12      I was also referred to a decision of this court in Amara Holdings Pty Ltd, [12] again dealing with the reinstatement of a proceeding struck out for non-compliance with a self-executing order. In that case his Honour Judge Shelton also followed the principles set out in Jorgensen.

[12]Amara Holdings Pty Ltd v Salta Constructions Pty Ltd & Anor [2011] VCC 507

13      In opposing the application, Mr Greenberger, who appeared on behalf of the defendant, sought to raise such matters as the Limitation of Actions Act and matters of pre‑issue delay as were referred to by Beach J in Scholz & Ors v Shire of Healesville,[13] which was quoted at some length.  Neither of these issues had been raised in the defence filed on behalf of Mr Greenberger’s client in September 2013.

[13][1998] VSC 62

14      The circumstances of the striking out are likely to have resulted from administrate oversight. I am unable to say whether this occurred at the Court or within the plaintiff’s solicitor’s office.

15      The plaintiff’s solicitor in this case acted promptly, once he became aware of the action being taken by the court, and his affidavit clearly sets out the circumstances which led up to the proceeding being struck out in November 2014. There was no self-executing order in this case.

16      The prejudice to the “defaulting party” if the relief were not granted is the loss to the plaintiff of the ability to litigate the rights claimed.  In this case the plaintiff’s counsel submitted that potentially the claim amounts to a sum well in excess of $300,000 which is in dispute.

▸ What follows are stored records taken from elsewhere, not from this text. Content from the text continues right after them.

//! Task scenarios run against a recording shell.

#![allow(clippy::unwrap_used)]

use std::path::PathBuf;

use xaas_deploy::{Call, DeployConfig, DeployError, Deployer, RecordingShell, Task};

const BRANCH: &str = "git rev-parse --abbrev-ref HEAD";

fn config_with_test_host() -> DeployConfig {
    DeployConfig {
        test_host: Some("kis@exopgesrv55.epfl.ch".to_string()),
        ..DeployConfig::default()
    }
}

fn run(
    config: DeployConfig,
    shell: RecordingShell,
    tasks: &[Task],
) -> (Result<(), DeployError>, Vec<Call>) {
    let mut deployer = Deployer::new(config, shell);
    let result = deployer.run_tasks(tasks);
    (result, deployer.shell().calls().to_vec())
}

fn commands(calls: &[Call]) -> Vec<&str> {
    calls.iter().filter_map(Call::command).collect()
}

#[test]
fn test_prod_deploy_from_feature_branch_aborts() {
    let shell = RecordingShell::new().with_capture("feature/quotas");
    let (result, calls) = run(DeployConfig::default(), shell, &[Task::Prod, Task::Deploy]);

    let err = result.unwrap_err();
    assert!(err.is_abort());
    assert_eq!(
        err.to_string(),
        "Only the 'master' branch is allowed. You are on the 'feature/quotas' branch."
    );
    assert_eq!(calls, vec![Call::Capture(BRANCH.to_string())]);
}

#[test]
fn test_declined_confirmation_aborts() {
    let shell = RecordingShell::new().with_capture("master").answering("no");
    let (result, calls) = run(DeployConfig::default(), shell, &[Task::Prod, Task::Deploy]);

    assert_eq!(result.unwrap_err().to_string(), "bye bye");
    assert_eq!(
        calls,
        vec![
            Call::Capture(BRANCH.to_string()),
            Call::Prompt(
                "Deploy on the 'production' server kis@exopgesrv34.epfl.ch ? [type 'yes' to confirm]"
                    .to_string()
            ),
        ]
    );
}

#[test]
fn test_confirmed_prod_deploy_runs_from_origin() {
    let shell = RecordingShell::new().with_capture("master").answering("yes");
    let (result, calls) = run(DeployConfig::default(), shell, &[Task::Prod, Task::Deploy]);
    result.unwrap();

    let vhost = "/var/www/vhosts/xaas-admin.epfl.ch";
    assert_eq!(calls[2], Call::Local("git push".to_string()));
    assert_eq!(
        calls[3],
        Call::Run {
            host: "kis@exopgesrv34.epfl.ch".to_string(),
            command: "cd /home/kis/xaas-admin && git pull".to_string(),
        }
    );
    assert!(calls[..3].iter().all(|c| !c.is_remote()));

    let cmds = commands(&calls);
    assert!(cmds.contains(
        &format!(
            "rsync -r -l -z -t --delete --delete-excluded --filter=\"- target/\" --filter=\"+ */\" \
             /home/kis/xaas-admin/crates/ {vhost}/private/src/crates/"
        )
        .as_str()
    ));
    assert!(cmds.contains(
        &format!(
            "ln -sf {vhost}/private/src/config/settings/prod.toml \
             {vhost}/private/src/config/settings/config.toml"
        )
        .as_str()
    ));
    assert!(cmds.contains(
        &format!("cd /home/kis/xaas-admin && cp \"xaas-admin.conf\" \"{vhost}/conf\"").as_str()
    ));
    assert!(cmds.contains(
        &format!("cd {vhost}/private/src && cargo build --release --locked").as_str()
    ));
    assert!(!calls.iter().any(|c| matches!(c, Call::Put { .. })));
    assert_eq!(
        calls.last().unwrap(),
        &Call::Sudo {
            host: "kis@exopgesrv34.epfl.ch".to_string(),
            command: "systemctl restart xaas-admin".to_string(),
        }
    );
}

#[test]
fn test_test_deploy_without_host_fails_before_any_command() {
    let (result, calls) = run(
        DeployConfig::default(),
        RecordingShell::new(),
        &[Task::Test, Task::Deploy],
    );
    assert!(matches!(result.unwrap_err(), DeployError::Config(_)));
    assert!(calls.is_empty());
}

#[test]
fn test_test_deploy_ships_local_checkout() {
    let shell = RecordingShell::new().with_capture("feature/quotas");
    let (result, calls) = run(config_with_test_host(), shell, &[Task::Test, Task::Deploy]);
    result.unwrap();

    let host = "kis@exopgesrv55.epfl.ch";
    assert!(!calls.iter().any(|c| matches!(c, Call::Prompt(_))));
    assert!(!commands(&calls).contains(&"git push"));

    let clone = commands(&calls)
        .into_iter()
        .find(|c| c.starts_with("git clone . "))
        .unwrap()
        .to_string();
    let checkout = clone
        .trim_start_matches("git clone . ")
        .trim_matches('"')
        .to_string();
    assert!(commands(&calls).contains(
        &format!(
            "rsync -r -l -z -t --delete --delete-excluded --filter=\"- target/\" --filter=\"+ */\" \
             {checkout}/Cargo.toml {host}:/var/www/vhosts/xaas-admin.epfl.ch/private/src/Cargo.toml"
        )
        .as_str()
    ));
    assert!(calls.contains(&Call::Put {
        host: host.to_string(),
        source: PathBuf::from("xaas-admin.conf"),
        destination: "/var/www/vhosts/xaas-admin.epfl.ch/conf".to_string(),
    }));
    let shipped_settings =
        "settings/test.toml /var/www/vhosts/xaas-admin.epfl.ch/private/src/config/settings/config.toml";
    assert!(commands(&calls).iter().any(|c| c.ends_with(shipped_settings)));
    assert!(matches!(calls.last().unwrap(), Call::Sudo { .. }));
}

#[test]
fn test_clone_on_production_aborts_before_dump() {
    let (result, calls) = run(
        DeployConfig::default(),
        RecordingShell::new(),
        &[Task::Prod, Task::Clone],
    );
    assert_eq!(
        result.unwrap_err().to_string(),
        "Cannot clone the database on the production server !"
    );
    assert!(calls.is_empty());
}

#[test]
fn test_local_clone_survives_failed_upload_copy() {
    let shell = RecordingShell::new().failing("rsync");
    let (result, calls) = run(DeployConfig::default(), shell, &[Task::Clone]);
    result.unwrap();

    assert_eq!(
        calls,
        vec![
            Call::Local(
                "ssh kis@exopgesrv34.epfl.ch \"sqlite3 /var/www/vhosts/xaas-admin.epfl.ch/private/xaas-admin.sqlite .dump\" \
                 | sh -c 'rm -f xaas-admin.sqlite && sqlite3 xaas-admin.sqlite'"
                    .to_string()
            ),
            Call::LocalUnchecked(
                "rsync -r -l -t -p -o -g --numeric-ids -v \
                 kis@exopgesrv34.epfl.ch:/var/www/vhosts/xaas-admin.epfl.ch/htdocs/upload/* public/upload"
                    .to_string()
            ),
        ]
    );
}

#[test]
fn test_clone_to_test_server() {
    let (result, calls) = run(
        config_with_test_host(),
        RecordingShell::new(),
        &[Task::Test, Task::Clone],
    );
    result.unwrap();

    let db = "/var/www/vhosts/xaas-admin.epfl.ch/private/xaas-admin.sqlite";
    assert_eq!(calls.len(), 3);
    assert_eq!(
        calls[0],
        Call::Local(format!(
            "ssh kis@exopgesrv34.epfl.ch \"sqlite3 {db} .dump\" \
             | ssh kis@exopgesrv55.epfl.ch \"rm -f {db} && sqlite3 {db}\""
        ))
    );
    assert!(matches!(calls[1], Call::LocalUnchecked(_)));
    assert_eq!(
        calls[2],
        Call::Local(
            "rsync -r -l -t -p -o -g --numeric-ids -v --chmod=ug+rw public/upload/* \
             kis@exopgesrv55.epfl.ch:/var/www/vhosts/xaas-admin.epfl.ch/htdocs/upload"
                .to_string()
        )
    );
}
use std::fmt;

use chrono::{DateTime, Utc};
use serde::{Deserialize, Serialize};
use sqlx::FromRow;

use super::{FieldMeta, KeyKind, Model, ModelMeta, RecordKey, SqlValue};
use crate::{Result, validate};

static META: ModelMeta = ModelMeta {
    app_label: "myvm",
    model_name: "quota",
    table: "myvm_quotas",
    primary_key: "id",
    key_kind: KeyKind::Auto,
    fields: &[
        FieldMeta {
            name: "year",
            column: "myvm_quotas_year",
            verbose_name: "Year",
            choices: &[],
        },
        FieldMeta {
            name: "faculty",
            column: "myvm_faculty",
            verbose_name: "Faculty",
            choices: &[],
        },
        FieldMeta {
            name: "cpu_nb",
            column: "myvm_quotas_cpu_nb",
            verbose_name: "NB CPUs",
            choices: &[],
        },
        FieldMeta {
            name: "ram_mb",
            column: "myvm_quotas_ram_mb",
            verbose_name: "RAM [MB]",
            choices: &[],
        },
        FieldMeta {
            name: "hdd_gb",
            column: "myvm_quotas_hdd_gb",
            verbose_name: "HDD [GB]",
            choices: &[],
        },
        FieldMeta {
            name: "cpu_nb_used",
            column: "myvm_quotas_cpu_nb_used",
            verbose_name: "Used - NB CPUs",
            choices: &[],
        },
        FieldMeta {
            name: "ram_mb_used",
            column: "myvm_quotas_ram_mb_used",
            verbose_name: "Used - RAM [MB]",
            choices: &[],
        },
        FieldMeta {
            name: "hdd_gb_used",
            column: "myvm_quotas_hdd_gb_used",
            verbose_name: "Used - HDD [GB]",
            choices: &[],
        },
        FieldMeta {
            name: "used_last_update",
            column: "myvm_quotas_used_last_update",
            verbose_name: "Quota last update",
            choices: &[],
        },
        FieldMeta {
            name: "cpu_nb_reserved",
            column: "myvm_quotas_cpu_nb_reserved",
            verbose_name: "Reserved - NB CPUs",
            choices: &[],
        },
        FieldMeta {
            name: "ram_mb_reserved",
            column: "myvm_quotas_ram_mb_reserved",
            verbose_name: "Reserved - RAM [MB]",
            choices: &[],
        },
        FieldMeta {
            name: "hdd_gb_reserved",
            column: "myvm_quotas_hdd_gb_reserved",
            verbose_name: "Reserved - HDD [GB]",
            choices: &[],
        },
    ],
    verbose_name: "MyVM Quotas",
    verbose_name_plural: "MyVM Quotas",
};

fn reserved_default() -> Option<i64> {
    Some(0)
}

/// Yearly self-service VM allotment of a faculty, with the usage and
/// reservation counters reported by the provisioning platform.
///
/// There is at most one quota per (year, faculty).
#[derive(Debug, Clone, PartialEq, Eq, Serialize, Deserialize, FromRow)]
pub struct VmQuota {
    /// Database id. Zero until the record is stored.
    #[serde(default)]
    pub id: i64,
    /// Quota year.
    #[sqlx(rename = "myvm_quotas_year")]
    pub year: i64,
    /// Faculty code.
    #[sqlx(rename = "myvm_faculty")]
    pub faculty: String,
    /// Allotted CPUs.
    #[sqlx(rename = "myvm_quotas_cpu_nb")]
    pub cpu_nb: i64,
    /// Allotted RAM in MB.
    #[sqlx(rename = "myvm_quotas_ram_mb")]
    pub ram_mb: i64,
    /// Allotted disk in GB.
    #[sqlx(rename = "myvm_quotas_hdd_gb")]
    pub hdd_gb: i64,
    /// CPUs in use.
    #[serde(default)]
    #[sqlx(rename = "myvm_quotas_cpu_nb_used")]
    pub cpu_nb_used: i64,
    /// RAM in use, in MB.
    #[serde(default)]
    #[sqlx(rename = "myvm_quotas_ram_mb_used")]
    pub ram_mb_used: i64,
    /// Disk in use, in GB.
    #[serde(default)]
    #[sqlx(rename = "myvm_quotas_hdd_gb_used")]
    pub hdd_gb_used: i64,
    /// When the usage counters were last refreshed.
    #[sqlx(rename = "myvm_quotas_used_last_update")]
    pub used_last_update: DateTime<Utc>,
    /// CPUs reserved by pending requests.
    #[serde(default = "reserved_default")]
    #[sqlx(rename = "myvm_quotas_cpu_nb_reserved")]
    pub cpu_nb_reserved: Option<i64>,
    /// RAM reserved by pending requests, in MB.
    #[serde(default = "reserved_default")]
    #[sqlx(rename = "myvm_quotas_ram_mb_reserved")]
    pub ram_mb_reserved: Option<i64>,
    /// Disk reserved by pending requests, in GB.
    #[serde(default = "reserved_default")]
    #[sqlx(rename = "myvm_quotas_hdd_gb_reserved")]
    pub hdd_gb_reserved: Option<i64>,
}

impl VmQuota {
    /// Resources whose used or reserved counter exceeds the allotment.
    ///
    /// The allotment is advisory: quotas over their allotment are stored
    /// as-is and only reported.
    pub fn exceeded_resources(&self) -> Vec<&'static str> {
        let checks = [
            ("cpu", self.cpu_nb, self.cpu_nb_used, self.cpu_nb_reserved),
            ("ram", self.ram_mb, self.ram_mb_used, self.ram_mb_reserved),
            ("hdd", self.hdd_gb, self.hdd_gb_used, self.hdd_gb_reserved),
        ];
        checks
            .into_iter()
            .filter(|(_, allotted, used, reserved)| {
                used > allotted || reserved.unwrap_or(0) > *allotted
            })
            .map(|(name, ..)| name)
            .collect()
    }

    #[cfg(test)]
    #[allow(clippy::unwrap_used)]
    pub(crate) fn sample() -> Self {
        use chrono::TimeZone;

        Self {
            id: 0,
            year: 2018,
            faculty: "si".to_string(),
            cpu_nb: 100,
            ram_mb: 409_600,
            hdd_gb: 2000,
            cpu_nb_used: 10,
            ram_mb_used: 20_480,
            hdd_gb_used: 500,
            used_last_update: Utc.with_ymd_and_hms(2018, 5, 28, 12, 0, 0).unwrap(),
            cpu_nb_reserved: Some(0),
            ram_mb_reserved: Some(0),
            hdd_gb_reserved: Some(0),
        }
    }
}

impl fmt::Display for VmQuota {
    fn fmt(&self, f: &mut fmt::Formatter<'_>) -> fmt::Result {
        write!(f, "{}:{}", self.faculty, self.year)
    }
}

impl Model for VmQuota {
    fn meta() -> &'static ModelMeta {
        &META
    }

    fn key(&self) -> RecordKey {
        RecordKey::Integer(self.id)
    }

    fn assign_key(&mut self, id: i64) {
        self.id = id;
    }

    fn values(&self) -> Vec<SqlValue> {
        vec![
            SqlValue::Integer(self.year),
            SqlValue::Text(self.faculty.clone()),
            SqlValue::Integer(self.cpu_nb),
            SqlValue::Integer(self.ram_mb),
            SqlValue::Integer(self.hdd_gb),
            SqlValue::Integer(self.cpu_nb_used),
            SqlValue::Integer(self.ram_mb_used),
            SqlValue::Integer(self.hdd_gb_used),
            SqlValue::Timestamp(self.used_last_update),
            SqlValue::NullableInteger(self.cpu_nb_reserved),
            SqlValue::NullableInteger(self.ram_mb_reserved),
            SqlValue::NullableInteger(self.hdd_gb_reserved),
        ]
    }

    fn validate(&self) -> Result<()> {
        validate::required_max_len("faculty", &self.faculty, 50)
    }

    fn advisories(&self) -> Vec<String> {
        self.exceeded_resources()
            .into_iter()
            .map(|resource| format!("{resource} usage of {self} exceeds its allotment"))
            .collect()
    }
}

#[cfg(test)]
#[allow(clippy::unwrap_used)]
mod tests {
    use super::*;

    #[test]
    fn test_string_representation() {
        assert_eq!(VmQuota::sample().to_string(), "si:2018");
    }

    #[test]
    fn test_within_allotment() {
        assert!(VmQuota::sample().exceeded_resources().is_empty());
    }

    #[test]
    fn test_exceeded_resources() {
        let mut quota = VmQuota::sample();
        quota.cpu_nb_used = 101;
        quota.hdd_gb_reserved = Some(2001);
        assert_eq!(quota.exceeded_resources(), vec!["cpu", "hdd"]);
        assert_eq!(
            quota.advisories(),
            vec![
                "cpu usage of si:2018 exceeds its allotment",
                "hdd usage of si:2018 exceeds its allotment",
            ]
        );
    }

    #[test]
    fn test_deserialize_applies_counter_defaults() {
        let quota: VmQuota = serde_json::from_str(
            r#"{
                "year": 2019,
                "faculty": "enac",
                "cpu_nb": 50,
                "ram_mb": 204800,
                "hdd_gb": 1000,
                "used_last_update": "2019-01-01T00:00:00Z"
            }"#,
        )
        .unwrap();
        assert_eq!(quota.id, 0);
        assert_eq!(quota.cpu_nb_used, 0);
        assert_eq!(quota.ram_mb_reserved, Some(0));
        assert_eq!(quota.to_string(), "enac:2019");
    }
}
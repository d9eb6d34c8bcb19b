//! Tower authentication middleware.
//!
//! `AuthLayer` and `AuthService` wrap the admin router with token validation
//! and the administrators-group check.

use std::convert::Infallible;
use std::future::Future;
use std::pin::Pin;
use std::sync::Arc;
use std::task::{Context, Poll};

use axum::body::Body;
use axum::response::IntoResponse;
use http::Request;
use tower::{Layer, Service};

use crate::{AuthConfig, AuthError, AuthenticatedUser, TokenValidator};

/// Tower `Layer` that wraps services with token authentication.
#[derive(Clone)]
pub struct AuthLayer<V: TokenValidator> {
    validator: Arc<V>,
    config: AuthConfig,
}

impl<V: TokenValidator> AuthLayer<V> {
    /// Create a new auth layer with the given validator and config.
    pub fn new(validator: Arc<V>, config: AuthConfig) -> Self {
        Self { validator, config }
    }
}

impl<V: TokenValidator, S> Layer<S> for AuthLayer<V> {
    type Service = AuthService<V, S>;

    fn layer(&self, inner: S) -> Self::Service {
        AuthService {
            inner,
            validator: self.validator.clone(),
            config: self.config.clone(),
        }
    }
}

/// Tower `Service` that validates tokens before forwarding requests.
///
/// On success, inserts `AuthenticatedUser` into request extensions where
/// handlers pick it up for audit logging.
#[derive(Clone)]
pub struct AuthService<V: TokenValidator, S> {
    inner: S,
    validator: Arc<V>,
    config: AuthConfig,
}

impl<V, S> Service<Request<Body>> for AuthService<V, S>
where
    V: TokenValidator,
    S: Service<Request<Body>, Error = Infallible> + Clone + Send + 'static,
    S::Response: IntoResponse,
    S::Future: Send,
{
    type Response = axum::response::Response;
    type Error = Infallible;
    type Future = Pin<Box<dyn Future<Output = Result<Self::Response, Self::Error>> + Send>>;

    fn poll_ready(&mut self, cx: &mut Context<'_>) -> Poll<Result<(), Self::Error>> {
        self.inner.poll_ready(cx)
    }

    fn call(&mut self, mut req: Request<Body>) -> Self::Future {
        let clone = self.inner.clone();
        let mut inner = std::mem::replace(&mut self.inner, clone);

        let validator = self.validator.clone();
        let config = self.config.clone();

        Box::pin(async move {
            if !config.enabled {
                let resp = inner
                    .call(req)
                    .await
                    .unwrap_or_else(|infallible| match infallible {});
                return Ok(resp.into_response());
            }

            let Some(token) = extract_bearer_token(&req).map(str::to_string) else {
                return Ok(error_response(&AuthError::MissingToken));
            };

            let user = match validator.validate(&token, &config).await {
                Ok(user) => user,
                Err(auth_err) => {
                    tracing::warn!("Authentication failed: {auth_err}");
                    return Ok(error_response(&auth_err));
                }
            };

            if let Err(auth_err) = authorize(&user, &config) {
                tracing::warn!("Authorization failed: {auth_err}");
                return Ok(error_response(&auth_err));
            }

            tracing::debug!(user = %user.username, "Authenticated request");
            req.extensions_mut().insert(user);
            let resp = inner
                .call(req)
                .await
                .unwrap_or_else(|infallible| match infallible {});
            Ok(resp.into_response())
        })
    }
}

/// Check the required group, if any.
fn authorize(user: &AuthenticatedUser, config: &AuthConfig) -> Result<(), AuthError> {
    match &config.required_group {
        Some(group) if !user.is_member_of(group) => Err(AuthError::Forbidden {
            username: user.username.clone(),
            group: group.clone(),
        }),
        _ => Ok(()),
    }
}

/// Extract bearer token from the Authorization header.
fn extract_bearer_token(req: &Request<Body>) -> Option<&str> {
    req.headers()
        .get(http::header::AUTHORIZATION)
        .and_then(|v| v.to_str().ok())
        .and_then(|v| v.strip_prefix("Bearer "))
        .filter(|t| !t.is_empty())
}

/// Build a 401 or 403 JSON response. 401 responses carry a
/// `WWW-Authenticate` challenge.
fn error_response(err: &AuthError) -> axum::response::Response {
    let category = if err.is_client_error() {
        "authentication"
    } else {
        "authorization"
    };
    let body = serde_json::json!({
        "error": {
            "category": category,
            "message": err.to_string(),
        }
    });

    let mut response = (err.status(), axum::Json(body)).into_response();
    if err.is_client_error() {
        response.headers_mut().insert(
            http::header::WWW_AUTHENTICATE,
            http::HeaderValue::from_static(r#"Bearer realm="xaas-admin""#),
        );
    }
    response
}
//! Command-line arguments.

use clap::{Parser, Subcommand};

/// xaas-admin: quota, faculty and service catalog administration
#[derive(Parser, Debug)]
#[command(name = "xaas-admin", version)]
#[command(about = "Administration site for the XaaS self-service platform", long_about = None)]
pub struct Args {
    /// Settings file merged over the environment defaults
    #[arg(short, long, global = true)]
    pub config: Option<String>,

    /// Subcommand to run
    #[command(subcommand)]
    pub command: Command,
}

/// Top-level subcommands.
#[derive(Subcommand, Debug)]
pub enum Command {
    /// Run the admin site
    Serve {
        /// Override the listening port
        #[arg(short, long)]
        port: Option<u16>,
    },
    /// Create missing database tables
    Migrate,
    /// Report settings problems for the active environment
    Check,
    /// Inspect and edit the settings file
    Config {
        /// Config action
        #[command(subcommand)]
        action: ConfigAction,
    },
}

/// `config` subcommands.
#[derive(Subcommand, Debug, Clone, PartialEq, Eq)]
pub enum ConfigAction {
    /// Print the resolved settings file path
    Path,
    /// Print a value by dotted key, e.g. `server.port`
    Get {
        /// Dotted key
        key: String,
    },
    /// Set a value by dotted key in the settings file
    Set {
        /// Dotted key
        key: String,
        /// New value (bool, integer, float or string)
        value: String,
    },
    /// Write a settings file with the defaults
    Init {
        /// Target file instead of the default location
        #[arg(short, long)]
        file: Option<String>,
        /// Overwrite an existing file
        #[arg(long)]
        force: bool,
    },
    /// Print the settings as environment variables
    Export {
        /// Format as `--env KEY=VALUE` for `docker run`
        #[arg(long)]
        docker_env: bool,
    },
}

17      The defendant submits that my discretion should not be exercised, and points to what is argued to be an inordinate and inexcusable delay.  The defendant also submitted that the interval of time between the events alleged to constitute the plaintiff’s causes of action and the trial of the action will be so prolonged that there will be a substantial risk that a fair trial of the action is no longer possible.[14]

[14][1998] VSC 62 [39]

18      The facts of this case are quite different from those in Scholz.  In that case, when the application was heard, some ten years had elapsed since the writ was filed with the court, and sixteen years since the plaintiff’s cause of action arose.  The events leading up to that cause of action dated back almost 20 years.  In the present case the proceeding was issued within time, and relates to events alleged to have occurred in 2004 and following.  The delay in this case, accepting that the matter had been dealt with at the first opportunity in the County Court by way of administrative mention in June 2014, would be less than nine months.  In my view it is simply wrong to characterise the facts in this case as amounting to inordinate and inexcusable delay.

19      I should also comment that the broader issues raised by Mr Greenberger during the course of argument are in my view not appropriate for a reinstatement application, although they may be relevant in a trial on the merits.  If this is the case, then the defendant’s defence should be carefully examined by the defendant’s solicitors to ensure that those matters are pleaded so that the trial can ultimately proceed in accordance with the objects of the Civil Procedure Act 2010.

20      I am comfortably satisfied that the plaintiff’s application should be granted.  Apart from the matters raised by Mr Greenberger which are potentially relevant to the overall outcome of the trial, I am unable to identify any substantial prejudice flowing to the defendant by granting this application.  I therefore propose to do so.

Orders

(i)     I order that the order made by his Honour Judge O’Neill in chambers on 17 November 2014 striking out the proceeding be set aside.

(ii)    I order the proceeding to be reinstated.

(iii)   I order the proceeding to be referred to the next directions hearing within the Commercial Division of the court.

(iv)   I reserve the costs of this application.